Provided records:
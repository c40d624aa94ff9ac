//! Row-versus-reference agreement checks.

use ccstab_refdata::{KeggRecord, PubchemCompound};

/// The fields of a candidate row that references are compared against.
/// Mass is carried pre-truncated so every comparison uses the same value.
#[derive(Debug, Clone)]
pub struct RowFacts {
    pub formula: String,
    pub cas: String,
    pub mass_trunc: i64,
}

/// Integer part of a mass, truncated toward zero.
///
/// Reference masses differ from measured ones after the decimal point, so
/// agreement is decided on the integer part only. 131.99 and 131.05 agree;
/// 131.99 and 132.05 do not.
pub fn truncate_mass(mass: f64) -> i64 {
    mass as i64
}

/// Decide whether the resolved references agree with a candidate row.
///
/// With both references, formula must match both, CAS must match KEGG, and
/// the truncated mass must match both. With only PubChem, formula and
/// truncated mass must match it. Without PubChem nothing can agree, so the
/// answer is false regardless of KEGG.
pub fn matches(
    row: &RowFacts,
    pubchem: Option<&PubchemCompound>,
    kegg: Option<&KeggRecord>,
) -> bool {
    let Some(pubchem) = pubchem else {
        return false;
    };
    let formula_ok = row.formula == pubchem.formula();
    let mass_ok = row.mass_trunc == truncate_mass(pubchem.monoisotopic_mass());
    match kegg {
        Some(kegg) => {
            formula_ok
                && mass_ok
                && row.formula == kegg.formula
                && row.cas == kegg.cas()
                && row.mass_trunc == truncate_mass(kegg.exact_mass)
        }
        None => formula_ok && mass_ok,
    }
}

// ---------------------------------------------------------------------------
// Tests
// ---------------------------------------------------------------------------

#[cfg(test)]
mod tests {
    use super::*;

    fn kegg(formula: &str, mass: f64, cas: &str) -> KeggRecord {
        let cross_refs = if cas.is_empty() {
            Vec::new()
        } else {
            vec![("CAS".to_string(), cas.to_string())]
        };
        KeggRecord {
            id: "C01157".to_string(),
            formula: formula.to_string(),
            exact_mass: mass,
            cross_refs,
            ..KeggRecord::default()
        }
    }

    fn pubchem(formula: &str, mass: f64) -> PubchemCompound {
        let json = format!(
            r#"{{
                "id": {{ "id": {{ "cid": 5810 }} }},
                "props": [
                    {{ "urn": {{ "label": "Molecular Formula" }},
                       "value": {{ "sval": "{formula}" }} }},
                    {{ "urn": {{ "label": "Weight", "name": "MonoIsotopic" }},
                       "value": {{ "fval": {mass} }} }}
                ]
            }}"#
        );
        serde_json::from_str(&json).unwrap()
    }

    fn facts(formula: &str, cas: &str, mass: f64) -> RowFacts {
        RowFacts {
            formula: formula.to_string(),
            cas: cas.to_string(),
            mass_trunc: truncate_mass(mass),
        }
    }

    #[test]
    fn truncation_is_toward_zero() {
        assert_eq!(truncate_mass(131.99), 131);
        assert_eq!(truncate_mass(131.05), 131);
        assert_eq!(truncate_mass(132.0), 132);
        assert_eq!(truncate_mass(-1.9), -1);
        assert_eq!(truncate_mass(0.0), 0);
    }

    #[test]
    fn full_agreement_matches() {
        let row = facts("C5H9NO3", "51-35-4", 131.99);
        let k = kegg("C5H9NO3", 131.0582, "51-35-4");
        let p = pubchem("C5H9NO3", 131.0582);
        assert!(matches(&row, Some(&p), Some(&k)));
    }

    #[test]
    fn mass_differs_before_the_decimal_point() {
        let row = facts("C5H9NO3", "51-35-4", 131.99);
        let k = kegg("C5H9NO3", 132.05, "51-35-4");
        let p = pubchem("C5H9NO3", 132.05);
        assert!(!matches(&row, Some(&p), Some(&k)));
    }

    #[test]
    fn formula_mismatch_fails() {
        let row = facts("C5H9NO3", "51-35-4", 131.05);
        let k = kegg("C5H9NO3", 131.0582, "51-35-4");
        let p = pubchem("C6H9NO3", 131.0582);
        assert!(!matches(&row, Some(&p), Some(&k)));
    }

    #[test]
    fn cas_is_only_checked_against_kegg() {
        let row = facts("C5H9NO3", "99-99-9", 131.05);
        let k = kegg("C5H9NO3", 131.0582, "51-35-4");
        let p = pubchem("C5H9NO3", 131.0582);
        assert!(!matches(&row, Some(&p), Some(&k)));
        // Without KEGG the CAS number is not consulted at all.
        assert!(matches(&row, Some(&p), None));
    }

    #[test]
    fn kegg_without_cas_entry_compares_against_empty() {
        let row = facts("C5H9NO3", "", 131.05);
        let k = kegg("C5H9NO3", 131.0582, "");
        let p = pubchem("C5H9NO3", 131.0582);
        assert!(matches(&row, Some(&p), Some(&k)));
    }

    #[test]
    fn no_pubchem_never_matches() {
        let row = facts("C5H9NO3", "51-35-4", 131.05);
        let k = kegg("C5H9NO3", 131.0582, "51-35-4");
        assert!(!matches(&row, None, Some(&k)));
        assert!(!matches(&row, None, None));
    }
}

Prompt:
In full and unchanged, repeat the data above.

Result of the task:
repository c40d624aa94ff9ac
//! Row-versus-reference agreement checks.

use ccstab_refdata::{KeggRecord, PubchemCompound};

/// The fields of a candidate row that references are compared against.
/// Mass is carried pre-truncated so every comparison uses the same value.
#[derive(Debug, Clone)]
pub struct RowFacts {
    pub formula: String,
    pub cas: String,
    pub mass_trunc: i64,
}

/// Integer part of a mass, truncated toward zero.
///
/// Reference masses differ from measured ones after the decimal point, so
/// agreement is decided on the integer part only. 131.99 and 131.05 agree;
/// 131.99 and 132.05 do not.
pub fn truncate_mass(mass: f64) -> i64 {
    mass as i64
}

/// Decide whether the resolved references agree with a candidate row.
///
/// With both references, formula must match both, CAS must match KEGG, and
/// the truncated mass must match both. With only PubChem, formula and
/// truncated mass must match it. Without PubChem nothing can agree, so the
/// answer is false regardless of KEGG.
pub fn matches(
    row: &RowFacts,
    pubchem: Option<&PubchemCompound>,
    kegg: Option<&KeggRecord>,
) -> bool {
    let Some(pubchem) = pubchem else {
        return false;
    };
    let formula_ok = row.formula == pubchem.formula();
    let mass_ok = row.mass_trunc == truncate_mass(pubchem.monoisotopic_mass());
    match kegg {
        Some(kegg) => {
            formula_ok
                && mass_ok
                && row.formula == kegg.formula
                && row.cas == kegg.cas()
                && row.mass_trunc == truncate_mass(kegg.exact_mass)
        }
        None => formula_ok && mass_ok,
    }
}

// ---------------------------------------------------------------------------
// Tests
// ---------------------------------------------------------------------------

#[cfg(test)]
mod tests {
    use super::*;

    fn kegg(formula: &str, mass: f64, cas: &str) -> KeggRecord {
        let cross_refs = if cas.is_empty() {
            Vec::new()
        } else {
            vec![("CAS".to_string(), cas.to_string())]
        };
        KeggRecord {
            id: "C01157".to_string(),
            formula: formula.to_string(),
            exact_mass: mass,
            cross_refs,
            ..KeggRecord::default()
        }
    }

    fn pubchem(formula: &str, mass: f64) -> PubchemCompound {
        let json = format!(
            r#"{{
                "id": {{ "id": {{ "cid": 5810 }} }},
                "props": [
                    {{ "urn": {{ "label": "Molecular Formula" }},
                       "value": {{ "sval": "{formula}" }} }},
                    {{ "urn": {{ "label": "Weight", "name": "MonoIsotopic" }},
                       "value": {{ "fval": {mass} }} }}
                ]
            }}"#
        );
        serde_json::from_str(&json).unwrap()
    }

    fn facts(formula: &str, cas: &str, mass: f64) -> RowFacts {
        RowFacts {
            formula: formula.to_string(),
            cas: cas.to_string(),
            mass_trunc: truncate_mass(mass),
        }
    }

    #[test]
    fn truncation_is_toward_zero() {
        assert_eq!(truncate_mass(131.99), 131);
        assert_eq!(truncate_mass(131.05), 131);
        assert_eq!(truncate_mass(132.0), 132);
        assert_eq!(truncate_mass(-1.9), -1);
        assert_eq!(truncate_mass(0.0), 0);
    }

    #[test]
    fn full_agreement_matches() {
        let row = facts("C5H9NO3", "51-35-4", 131.99);
        let k = kegg("C5H9NO3", 131.0582, "51-35-4");
        let p = pubchem("C5H9NO3", 131.0582);
        assert!(matches(&row, Some(&p), Some(&k)));
    }

    #[test]
    fn mass_differs_before_the_decimal_point() {
        let row = facts("C5H9NO3", "51-35-4", 131.99);
        let k = kegg("C5H9NO3", 132.05, "51-35-4");
        let p = pubchem("C5H9NO3", 132.05);
        assert!(!matches(&row, Some(&p), Some(&k)));
    }

    #[test]
    fn formula_mismatch_fails() {
        let row = facts("C5H9NO3", "51-35-4", 131.05);
        let k = kegg("C5H9NO3", 131.0582, "51-35-4");
        let p = pubchem("C6H9NO3", 131.0582);
        assert!(!matches(&row, Some(&p), Some(&k)));
    }

    #[test]
    fn cas_is_only_checked_against_kegg() {
        let row = facts("C5H9NO3", "99-99-9", 131.05);
        let k = kegg("C5H9NO3", 131.0582, "51-35-4");
        let p = pubchem("C5H9NO3", 131.0582);
        assert!(!matches(&row, Some(&p), Some(&k)));
        // Without KEGG the CAS number is not consulted at all.
        assert!(matches(&row, Some(&p), None));
    }

    #[test]
    fn kegg_without_cas_entry_compares_against_empty() {
        let row = facts("C5H9NO3", "", 131.05);
        let k = kegg("C5H9NO3", 131.0582, "");
        let p = pubchem("C5H9NO3", 131.0582);
        assert!(matches(&row, Some(&p), Some(&k)));
    }

    #[test]
    fn no_pubchem_never_matches() {
        let row = facts("C5H9NO3", "51-35-4", 131.05);
        let k = kegg("C5H9NO3", 131.0582, "51-35-4");
        assert!(!matches(&row, None, Some(&k)));
        assert!(!matches(&row, None, None));
    }
}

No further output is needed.